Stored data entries
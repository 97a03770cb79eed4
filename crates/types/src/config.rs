//! Configuration surface of a related-records list.
//!
//! A [`ListConfig`] is static for one activation. Every field is optional on
//! the wire so that partially configured lists deserialize cleanly; the
//! engine decides which combinations are usable.

use serde::{Deserialize, Serialize};

use crate::RenderShape;

/// Rows shown before the user asks to see everything.
pub const DEFAULT_RECORD_LIMIT: usize = 2;

/// Field treated as a document identifier and rendered as an image.
pub const DEFAULT_IMAGE_FIELD: &str = "current_product_image__c";

/// Path namespace used when building relative navigation URLs.
pub const DEFAULT_NAVIGATION_NAMESPACE: &str = "lightning";

#[derive(Debug, Clone, PartialEq, Eq, Serialize, Deserialize)]
#[serde(rename_all = "camelCase", default)]
pub struct ListConfig {
    /// Identifier of the parent record whose children are listed.
    pub record_id: Option<String>,
    /// API name of the child record type.
    pub child_object_api_name: Option<String>,
    /// Lookup field on the child pointing at the parent.
    pub lookup_field_api_name: Option<String>,
    /// Relationship name, used for the card title and navigation.
    pub child_relationship_name: Option<String>,
    /// Comma-separated field specification (e.g. `Name,ProductCode`).
    pub fields_list: Option<String>,
    /// Rows shown while the list is limited.
    pub record_limit: usize,
    pub shape: RenderShape,
    /// Whether the list body can be collapsed.
    pub collapsible: bool,
    /// Whether card entries carry `apiName`/`isImage` metadata.
    pub image_aware: bool,
    /// Exact field name holding a document identifier.
    pub image_field: Option<String>,
    pub navigation: NavigationConfig,
}

impl Default for ListConfig {
    fn default() -> Self {
        Self {
            record_id: None,
            child_object_api_name: None,
            lookup_field_api_name: None,
            child_relationship_name: None,
            fields_list: None,
            record_limit: DEFAULT_RECORD_LIMIT,
            shape: RenderShape::default(),
            collapsible: false,
            image_aware: false,
            image_field: None,
            navigation: NavigationConfig::default(),
        }
    }
}

impl ListConfig {
    /// The configured image field, or [`DEFAULT_IMAGE_FIELD`].
    pub fn image_field(&self) -> &str {
        self.image_field
            .as_deref()
            .map(str::trim)
            .filter(|s| !s.is_empty())
            .unwrap_or(DEFAULT_IMAGE_FIELD)
    }
}

/// Inputs to the "see more" destination.
#[derive(Debug, Clone, Default, PartialEq, Eq, Serialize, Deserialize)]
#[serde(rename_all = "camelCase", default)]
pub struct NavigationConfig {
    /// External page that hosts the full list.
    pub view_all_page: Option<String>,
    /// Component rendered on the view-all page.
    pub view_all_component: Option<String>,
    /// Parent object type used to build a relative related-list path.
    pub parent_object_api_name: Option<String>,
    /// Object type of the hosting record page.
    pub object_api_name: Option<String>,
    /// First path segment of view-all and related-list URLs, defaults to
    /// [`DEFAULT_NAVIGATION_NAMESPACE`].
    pub namespace: Option<String>,
}

/// Returns the trimmed value when it is present and not blank.
pub fn non_blank(value: &Option<String>) -> Option<&str> {
    value.as_deref().map(str::trim).filter(|s| !s.is_empty())
}
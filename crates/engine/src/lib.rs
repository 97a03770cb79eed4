//! # Relist Engine
//!
//! Turns records fetched for a parent record into a renderable list and
//! tracks how much of it is visible.
//!
//! ## Usage
//!
//! ```rust
//! use relist_engine::{RelatedListController, StaticLookup};
//! use relist_types::{ListConfig, RawRecord};
//! use serde_json::json;
//!
//! let config = ListConfig {
//!     record_id: Some("001A".into()),
//!     child_object_api_name: Some("Product2".into()),
//!     lookup_field_api_name: Some("Account__c".into()),
//!     fields_list: Some("Name,ProductCode".into()),
//!     ..ListConfig::default()
//! };
//! let record: RawRecord = serde_json::from_value(json!({"Id": "01t1", "Name": "Widget"}))?;
//! let lookup = StaticLookup::records(vec![record]);
//!
//! let mut controller = RelatedListController::new(config);
//! let runtime = tokio::runtime::Builder::new_current_thread().build()?;
//! runtime.block_on(controller.activate(&lookup))?;
//!
//! let surface = controller.render();
//! assert_eq!(surface.rows.len(), 1);
//! # Ok::<(), Box<dyn std::error::Error>>(())
//! ```
//!
//! ## Architecture
//!
//! - **`view`**: configuration checks and record-to-row shaping
//! - **`display`**: collapse and show-all state
//! - **`navigation`**: "see more" destination
//! - **`lookup`**: the lookup service port and its adapters
//! - **`controller`**: activation sequencing and the render surface

pub mod controller;
pub mod display;
pub mod error;
pub mod lookup;
pub mod navigation;
pub mod view;

pub use controller::{Activation, Applied, LoadStatus, RelatedListController, RenderSurface, RequestTicket};
pub use display::{DisplayState, DisplayStateController};
pub use error::{CONFIGURATION_ERROR_MESSAGE, ViewError};
pub use lookup::{HttpRecordLookup, RecordLookup, StaticLookup};
pub use navigation::{NavigationResolver, NavigationStrategy, resolve_navigation};
pub use view::{RecordViewBuilder, ViewModel};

* TRY IT *
From the opening line of the data above through the line that contains "combinations are usable.", please print each line as it stands and only those lines.

* EXPECTED OUTPUT *
repository 97a03770cb79eed4
filename crates/types/src/config.rs
//! Configuration surface of a related-records list.
//!
//! A [`ListConfig`] is static for one activation. Every field is optional on
//! the wire so that partially configured lists deserialize cleanly; the
//! engine decides which combinations are usable.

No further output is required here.